In a 28-day study where the resin extract was given daily at doses up to 1,500 mg/kg, researchers found no changes in body weight, food consumption, blood chemistry, or tissue samples from the liver, kidneys, heart, spleen, or lungs. A related species used in Chinese medicine, Dracaena cochinchinensis, showed similar results: rabbits given 3 g/kg daily for 90 days had no liver or kidney damage and no changes in blood cell counts.

Clinical studies involving hundreds of human patients have reinforced this safety profile. Across trials treating conditions ranging from angina to gastrointestinal bleeding to ulcerative colitis, researchers repeatedly noted no adverse reactions or toxic side effects. While these studies used the resin in controlled medical contexts, they confirm that dragon’s blood resin is not inherently toxic to people.

Toxic to Cats and Dogs

Dracaena species are toxic to both cats and dogs. The ASPCA lists the toxic compound as saponins, which are naturally occurring chemicals found throughout the plant. If a pet chews on the leaves or bark, symptoms can include vomiting (sometimes with blood), loss of appetite, drooling, and depression. Cats may also develop dilated pupils.

These symptoms are typically not life-threatening, but they can be distressing. If you keep any Dracaena species as a houseplant or have one in your yard, keeping it out of reach of pets is the simplest precaution. The common houseplant varieties sold under the Dracaena name (like the corn plant or lucky bamboo) carry the same saponin risk as their dramatic-looking wild cousins.

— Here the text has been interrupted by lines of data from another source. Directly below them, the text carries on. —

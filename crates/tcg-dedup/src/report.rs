//! Advisory quality diagnostics
//!
//! None of these flags fail a generation; they are logged and returned so callers can
//! surface them.

use serde::{Deserialize, Serialize};
use std::collections::{BTreeMap, BTreeSet};
use tcg_core::{NormalizedRecord, QualityConfig};

/// Variety and balance of a set of records
#[derive(Debug, Clone, PartialEq, Serialize, Deserialize)]
pub struct QualitySnapshot {
    /// Distinct non-empty submodules (case-insensitive)
    pub distinct_submodules: usize,
    /// Fewer distinct submodules than configured
    pub low_variety: bool,
    /// Record count per category
    pub category_counts: BTreeMap<String, usize>,
    /// One category dominates the set
    pub imbalanced: bool,
}

impl QualitySnapshot {
    /// Measure `records`
    #[must_use]
    pub fn measure(records: &[NormalizedRecord], quality: &QualityConfig) -> Self {
        let distinct_submodules = records
            .iter()
            .map(|r| r.submodule.trim().to_lowercase())
            .filter(|s| !s.is_empty())
            .collect::<BTreeSet<_>>()
            .len();

        let mut category_counts = BTreeMap::new();
        for record in records {
            *category_counts.entry(record.category.clone()).or_insert(0) += 1;
        }

        let largest = category_counts.values().copied().max().unwrap_or(0);
        #[allow(clippy::cast_precision_loss)]
        let imbalanced = records.len() >= quality.min_records_for_balance
            && largest as f64 / records.len() as f64 > quality.max_category_share;

        Self {
            distinct_submodules,
            low_variety: !records.is_empty() && distinct_submodules < quality.min_submodule_variety,
            category_counts,
            imbalanced,
        }
    }
}

/// Outcome statistics of one filter call
#[derive(Debug, Clone, PartialEq, Serialize, Deserialize)]
pub struct FilterReport {
    /// Records offered to the filter
    pub input: usize,
    /// Records that survived
    pub kept: usize,
    /// Records rejected as duplicates
    pub discarded: usize,
    /// kept / input (1.0 for empty input)
    pub survival_ratio: f64,
    /// Survival ratio below the configured minimum
    pub low_survival: bool,
    /// Variety and balance of the survivors
    #[serde(flatten)]
    pub quality: QualitySnapshot,
}

impl FilterReport {
    /// Build report for `kept` survivors out of `input` candidates
    #[must_use]
    pub fn new(input: usize, kept: &[NormalizedRecord], quality: &QualityConfig) -> Self {
        #[allow(clippy::cast_precision_loss)]
        let survival_ratio = if input == 0 {
            1.0
        } else {
            kept.len() as f64 / input as f64
        };
        Self {
            input,
            kept: kept.len(),
            discarded: input.saturating_sub(kept.len()),
            survival_ratio,
            low_survival: input > 0 && survival_ratio < quality.min_survival_ratio,
            quality: QualitySnapshot::measure(kept, quality),
        }
    }

    /// Whether any advisory flag is raised
    #[must_use]
    pub fn has_warnings(&self) -> bool {
        self.low_survival || self.quality.low_variety || self.quality.imbalanced
    }

    /// Emit the report through `tracing`
    pub fn log(&self) {
        tracing::info!(
            input = self.input,
            kept = self.kept,
            discarded = self.discarded,
            "Duplicate filter finished"
        );
        if self.low_survival {
            tracing::warn!(
                survival_ratio = self.survival_ratio,
                "Most generated records were duplicates; consider more specific input"
            );
        }
        if self.quality.low_variety {
            tracing::warn!(
                distinct_submodules = self.quality.distinct_submodules,
                "Low submodule variety among generated records"
            );
        }
        if self.quality.imbalanced {
            tracing::warn!(
                categories = ?self.quality.category_counts,
                "Generated records dominated by a single category"
            );
        }
    }
}
//! `tcg` command-line interface

use anyhow::{Context, Result};
use clap::{value_parser, Arg, ArgAction, ArgMatches, Command};
use std::io::Read;
use std::path::{Path, PathBuf};
use std::process::ExitCode;
use std::str::FromStr;
use tcg_core::{NormalizedRecord, PipelineConfig, PipelineError, RecordKind};
use tcg_dedup::analyze;
use tcg_invoker::GeminiClient;
use tcg_pipeline::{
    group_by_module, process_response, renumber, GenerationPipeline, GenerationRequest,
    PromptBuilder, DEFAULT_COUNT,
};
use tracing_subscriber::EnvFilter;

/// sysexits EX_TEMPFAIL
const EXIT_TEMPFAIL: u8 = 75;

fn kind_arg() -> Arg {
    Arg::new("kind")
        .long("kind")
        .default_value("test-case")
        .value_parser(RecordKind::from_str)
        .help("Record kind: test-case or scenario")
}

fn existing_arg() -> Arg {
    Arg::new("existing")
        .long("existing")
        .value_parser(value_parser!(PathBuf))
        .help("JSON array of records already stored")
}

fn cli() -> Command {
    Command::new("tcg")
        .version(tcg_pipeline::VERSION)
        .about("Generate, de-duplicate and analyze AI-written test cases")
        .subcommand_required(true)
        .arg_required_else_help(true)
        .arg(
            Arg::new("config")
                .long("config")
                .global(true)
                .value_parser(value_parser!(PathBuf))
                .help("TOML configuration file"),
        )
        .arg(
            Arg::new("log-json")
                .long("log-json")
                .global(true)
                .action(ArgAction::SetTrue)
                .help("Emit logs as JSON on stderr"),
        )
        .subcommand(
            Command::new("extract")
                .about("Extract, normalize and filter a saved model response (no network)")
                .arg(
                    Arg::new("input")
                        .long("input")
                        .required(true)
                        .help("Model response file, or - for stdin"),
                )
                .arg(kind_arg())
                .arg(existing_arg()),
        )
        .subcommand(
            Command::new("generate")
                .about("Run the full pipeline against Gemini")
                .arg(
                    Arg::new("prompt")
                        .long("prompt")
                        .required(true)
                        .help("Prompt file, or - for stdin"),
                )
                .arg(kind_arg())
                .arg(existing_arg()),
        )
        .subcommand(
            Command::new("analyze")
                .about("Report coverage and near-duplicates in stored records")
                .arg(
                    Arg::new("records")
                        .long("records")
                        .required(true)
                        .value_parser(value_parser!(PathBuf))
                        .help("JSON array of records"),
                ),
        )
        .subcommand(
            Command::new("arrange")
                .about("Group records by module and submodule")
                .arg(
                    Arg::new("records")
                        .long("records")
                        .required(true)
                        .value_parser(value_parser!(PathBuf))
                        .help("JSON array of records"),
                )
                .arg(
                    Arg::new("renumber")
                        .long("renumber")
                        .value_name("PREFIX")
                        .help("Reassign ids PREFIX_1..n after grouping"),
                ),
        )
        .subcommand(
            Command::new("prompt")
                .about("Print a composed generation prompt")
                .arg(kind_arg())
                .arg(Arg::new("module").long("module").required(true))
                .arg(Arg::new("submodule").long("submodule"))
                .arg(Arg::new("summary").long("summary").required(true))
                .arg(Arg::new("criteria").long("criteria"))
                .arg(
                    Arg::new("count")
                        .long("count")
                        .default_value("5")
                        .value_parser(value_parser!(usize)),
                )
                .arg(existing_arg()),
        )
}

fn init_tracing(json: bool) {
    let filter = EnvFilter::try_from_default_env().unwrap_or_else(|_| EnvFilter::new("info"));
    let builder = tracing_subscriber::fmt()
        .with_env_filter(filter)
        .with_writer(std::io::stderr)
        .with_target(true);
    if json {
        builder.json().init();
    } else {
        builder.init();
    }
}

fn load_config(matches: &ArgMatches) -> Result<PipelineConfig> {
    let config = match matches.get_one::<PathBuf>("config") {
        Some(path) => PipelineConfig::from_file(path)
            .with_context(|| format!("loading config {}", path.display()))?,
        None => PipelineConfig::default(),
    };
    config.validate()?;
    Ok(config)
}

fn read_input(source: &str) -> Result<String> {
    if source == "-" {
        let mut text = String::new();
        std::io::stdin()
            .read_to_string(&mut text)
            .context("reading stdin")?;
        Ok(text)
    } else {
        std::fs::read_to_string(source).with_context(|| format!("reading {source}"))
    }
}

fn load_records(path: &Path) -> Result<Vec<NormalizedRecord>> {
    let text = std::fs::read_to_string(path)
        .with_context(|| format!("reading records {}", path.display()))?;
    serde_json::from_str(&text).with_context(|| format!("parsing records {}", path.display()))
}

fn existing_records(args: &ArgMatches) -> Result<Vec<NormalizedRecord>> {
    args.get_one::<PathBuf>("existing")
        .map_or_else(|| Ok(Vec::new()), |path| load_records(path))
}

fn kind(args: &ArgMatches) -> RecordKind {
    args.get_one::<RecordKind>("kind")
        .copied()
        .unwrap_or(RecordKind::TestCase)
}

/// Global flags are propagated into the subcommand's matches
fn subcommand_args(matches: &ArgMatches) -> &ArgMatches {
    matches.subcommand().map_or(matches, |(_, args)| args)
}

fn print_json(value: &impl serde::Serialize) -> Result<()> {
    println!("{}", serde_json::to_string_pretty(value)?);
    Ok(())
}

async fn run(matches: &ArgMatches) -> Result<()> {
    let config = load_config(subcommand_args(matches))?;

    match matches.subcommand() {
        Some(("extract", args)) => {
            let raw = read_input(args.get_one::<String>("input").map_or("-", String::as_str))?;
            let existing = existing_records(args)?;
            let outcome = process_response(&raw, kind(args), &existing, &config);
            print_json(&outcome)
        }
        Some(("generate", args)) => {
            let prompt = read_input(args.get_one::<String>("prompt").map_or("-", String::as_str))?;
            let existing = existing_records(args)?;
            let client = GeminiClient::from_env(&config.gemini)?;
            let pipeline = GenerationPipeline::new(client, config)?;
            let outcome = pipeline
                .generate(&GenerationRequest::new(kind(args), prompt), &existing)
                .await?;
            print_json(&outcome)
        }
        Some(("analyze", args)) => {
            let path = args
                .get_one::<PathBuf>("records")
                .context("--records is required")?;
            print_json(&analyze(&load_records(path)?, &config))
        }
        Some(("arrange", args)) => {
            let path = args
                .get_one::<PathBuf>("records")
                .context("--records is required")?;
            let grouped = group_by_module(&load_records(path)?);
            match args.get_one::<String>("renumber") {
                Some(prefix) => print_json(&renumber(&grouped, prefix)),
                None => print_json(&grouped),
            }
        }
        Some(("prompt", args)) => {
            let mut builder = PromptBuilder::new(kind(args))
                .module(args.get_one::<String>("module").cloned().unwrap_or_default())
                .summary(args.get_one::<String>("summary").cloned().unwrap_or_default())
                .count(args.get_one::<usize>("count").copied().unwrap_or(DEFAULT_COUNT))
                .existing(&existing_records(args)?);
            if let Some(submodule) = args.get_one::<String>("submodule") {
                builder = builder.submodule(submodule);
            }
            if let Some(criteria) = args.get_one::<String>("criteria") {
                builder = builder.acceptance_criteria(criteria);
            }
            print!("{}", builder.build());
            Ok(())
        }
        _ => Ok(()),
    }
}

#[tokio::main]
async fn main() -> ExitCode {
    let matches = cli().get_matches();
    init_tracing(subcommand_args(&matches).get_flag("log-json"));

    match run(&matches).await {
        Ok(()) => ExitCode::SUCCESS,
        Err(err) => {
            if let Some(retry_after) = err
                .downcast_ref::<PipelineError>()
                .filter(|e| e.is_retry_later())
                .and_then(|e| match e {
                    PipelineError::Invoke(invoke) => invoke.retry_after(),
                    PipelineError::Config(_) => None,
                })
            {
                eprintln!("error: {err}");
                eprintln!("retry after: {}s", retry_after.as_secs().max(1));
                return ExitCode::from(EXIT_TEMPFAIL);
            }
            eprintln!("error: {err:#}");
            ExitCode::FAILURE
        }
    }
}
//! Regex field recovery for output no JSON parser accepts
//!
//! The text is cut into segments at each `"id": "<PREFIX>_<digits>"` occurrence and
//! every known field is pulled out of each segment by its own single-field pattern.
//! Only string-valued fields are recoverable this way.

use once_cell::sync::Lazy;
use regex::Regex;
use tcg_core::CandidateRecord;

/// Fields recovered per segment, in output order
pub const MANUAL_FIELDS: &[&str] = &[
    "id",
    "module",
    "submodule",
    "summary",
    "title",
    "steps",
    "testSteps",
    "expectedOutcome",
    "expectedResult",
    "category",
    "environment",
    "status",
];

/// Fields that can stand in for a summary
const SUMMARY_FIELDS: &[&str] = &["summary", "title"];

static ID_PATTERN: Lazy<Regex> = Lazy::new(|| {
    Regex::new(r#"(?i)"id"\s*:\s*"[a-z][a-z0-9]*_\d+""#).expect("valid id pattern")
});

static FIELD_PATTERNS: Lazy<Vec<(&'static str, Regex)>> = Lazy::new(|| {
    MANUAL_FIELDS
        .iter()
        .map(|field| {
            let pattern = format!(r#"(?i)"{}"\s*:\s*"([^"]*)""#, regex::escape(field));
            (*field, Regex::new(&pattern).expect("valid field pattern"))
        })
        .collect()
});

/// Recover candidates from `text`; empty when no segment carries a summary
#[must_use]
pub fn extract_fields(text: &str) -> Vec<CandidateRecord> {
    let starts: Vec<usize> = ID_PATTERN.find_iter(text).map(|m| m.start()).collect();

    let mut records = Vec::new();
    for (i, &start) in starts.iter().enumerate() {
        let end = starts.get(i + 1).copied().unwrap_or(text.len());
        if let Some(record) = extract_segment(&text[start..end]) {
            records.push(record);
        }
    }
    records
}

fn extract_segment(segment: &str) -> Option<CandidateRecord> {
    let mut record = CandidateRecord::new();
    for (field, pattern) in FIELD_PATTERNS.iter() {
        if let Some(captures) = pattern.captures(segment) {
            let value = captures[1].replace("\\n", "\n");
            if !value.trim().is_empty() {
                record.insert(field, value);
            }
        }
    }

    record.first_text(SUMMARY_FIELDS).map(|_| record)
}
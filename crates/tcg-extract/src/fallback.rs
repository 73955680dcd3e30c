//! Static placeholder datasets
//!
//! Returned when nothing can be recovered from model output. Every record is marked
//! `[Placeholder]` in its summary and module so it is recognizable once persisted.

use tcg_core::{CandidateRecord, RecordKind};

/// Marker carried by every placeholder summary and module
pub const PLACEHOLDER_MARKER: &str = "[Placeholder]";

/// (summary, category, steps) templates for test cases
const TEST_CASE_TEMPLATES: &[Template] = &[
    (
        "Verify the primary workflow completes with valid input",
        "Positive",
        "1. Open the feature\n2. Fill every required field with valid data\n3. Submit the form",
    ),
    (
        "Reject submission when required fields are empty",
        "Negative",
        "1. Open the form\n2. Leave required inputs blank\n3. Press save",
    ),
    (
        "Show a validation message for malformed input",
        "Negative",
        "1. Type malformed characters into an input\n2. Trigger validation",
    ),
    (
        "Persist saved data after the page is reloaded",
        "Positive",
        "1. Save a record\n2. Reload the browser tab\n3. Inspect stored values",
    ),
    (
        "Deny access to the feature without permission",
        "Negative",
        "1. Sign in as a restricted account\n2. Navigate directly to the protected screen",
    ),
];

/// (summary, category, steps) templates for scenarios
const SCENARIO_TEMPLATES: &[Template] = &[
    (
        "End-to-end happy path for the feature",
        "Positive",
        "1. Start from the landing page\n2. Complete the main journey\n3. Confirm the final screen",
    ),
    (
        "Error handling for invalid user actions",
        "Negative",
        "1. Perform an action with invalid data\n2. Observe the error message",
    ),
    (
        "Boundary values and limits of the feature",
        "Negative",
        "1. Enter minimum allowed values\n2. Enter maximum allowed values\n3. Exceed the limits",
    ),
];

type Template = (&'static str, &'static str, &'static str);

/// Number of placeholder records produced for `kind`
#[must_use]
pub fn fallback_len(kind: RecordKind) -> usize {
    templates(kind).len()
}

/// Deterministic placeholder candidates for `kind`
#[must_use]
pub fn fallback_records(kind: RecordKind) -> Vec<CandidateRecord> {
    templates(kind)
        .iter()
        .enumerate()
        .map(|(i, (summary, category, steps))| {
            CandidateRecord::new()
                .with("id", kind.synthesize_id(i))
                .with("module", PLACEHOLDER_MARKER)
                .with("submodule", format!("Placeholder {}", i + 1))
                .with("summary", format!("{PLACEHOLDER_MARKER} {summary}"))
                .with("steps", *steps)
                .with("expectedOutcome", "Placeholder; no expected outcome was generated")
                .with("category", *category)
        })
        .collect()
}

fn templates(kind: RecordKind) -> &'static [Template] {
    match kind {
        RecordKind::TestCase => TEST_CASE_TEMPLATES,
        RecordKind::Scenario => SCENARIO_TEMPLATES,
    }
}
//! Launch configuration.

use rust_decimal::Decimal;
use serde::{Deserialize, Serialize};

/// Parameters for creating the token.
///
/// The metadata (image, description, socials) is uploaded ahead of time;
/// only the resulting URI is carried here.
#[derive(Debug, Clone, Serialize, Deserialize)]
pub struct LaunchConfig {
    /// Trade API endpoint.
    #[serde(default = "default_endpoint")]
    pub endpoint: String,
    /// API key for the trade endpoint.
    #[serde(default)]
    pub api_key: String,
    /// Token name.
    pub name: String,
    /// Token ticker symbol.
    pub symbol: String,
    /// URI of the pre-uploaded token metadata.
    pub metadata_uri: String,
    /// Initial dev buy in SOL.
    #[serde(default = "default_amount")]
    pub amount: Decimal,
    /// Allowed slippage in percent.
    #[serde(default = "default_slippage")]
    pub slippage: Decimal,
    /// Priority fee in SOL.
    #[serde(default = "default_priority_fee")]
    pub priority_fee: Decimal,
}

fn default_endpoint() -> String {
    "https://pumpportal.fun/api/trade".to_string()
}

fn default_amount() -> Decimal {
    Decimal::new(1, 2) // 0.01 SOL
}

fn default_slippage() -> Decimal {
    Decimal::new(5, 1) // 0.5%
}

fn default_priority_fee() -> Decimal {
    Decimal::new(5, 4) // 0.0005 SOL
}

Physical Risks From Falling Branches

Like many large, mature trees, dragon blood trees can drop branches. This phenomenon, sometimes called “summer branch drop,” affects species across at least 19 genera and involves seemingly healthy limbs breaking off during hot, calm afternoons or after heavy rain following a dry spell. Branches up to a meter in diameter can fall without warning, and there is no reliable way to spot a limb that’s about to fail. The wood at the break point often looks perfectly sound.

Older, overmature trees are more prone to this than younger ones. Breaks typically happen one to four meters from where the branch attaches to the trunk, on long limbs that extend to or past the edge of the canopy. This is not a risk unique to dragon blood trees, but anyone spending time beneath a large specimen in hot weather should be aware of it.

What About the Berries?

Dragon blood trees produce small, fleshy berries that turn orange-red when ripe. There is limited formal research specifically on the fruit’s toxicity in humans, and they are not commonly eaten. The available toxicity studies focus on the resin, which is the part of the tree that has been used medicinally and commercially for thousands of years. If you encounter the berries, there’s no strong evidence they’re harmful, but there’s also no established tradition of eating them as food.

Skin Contact and Allergic Reactions

The resin has been applied directly to skin as a wound treatment in traditional medicine across multiple cultures, from the Arabian Peninsula to the Canary Islands. No widespread reports of contact dermatitis or allergic reactions appear in the literature. That said, any plant resin can cause irritation in sensitive individuals, so testing a small area first is reasonable if you’re handling the raw sap.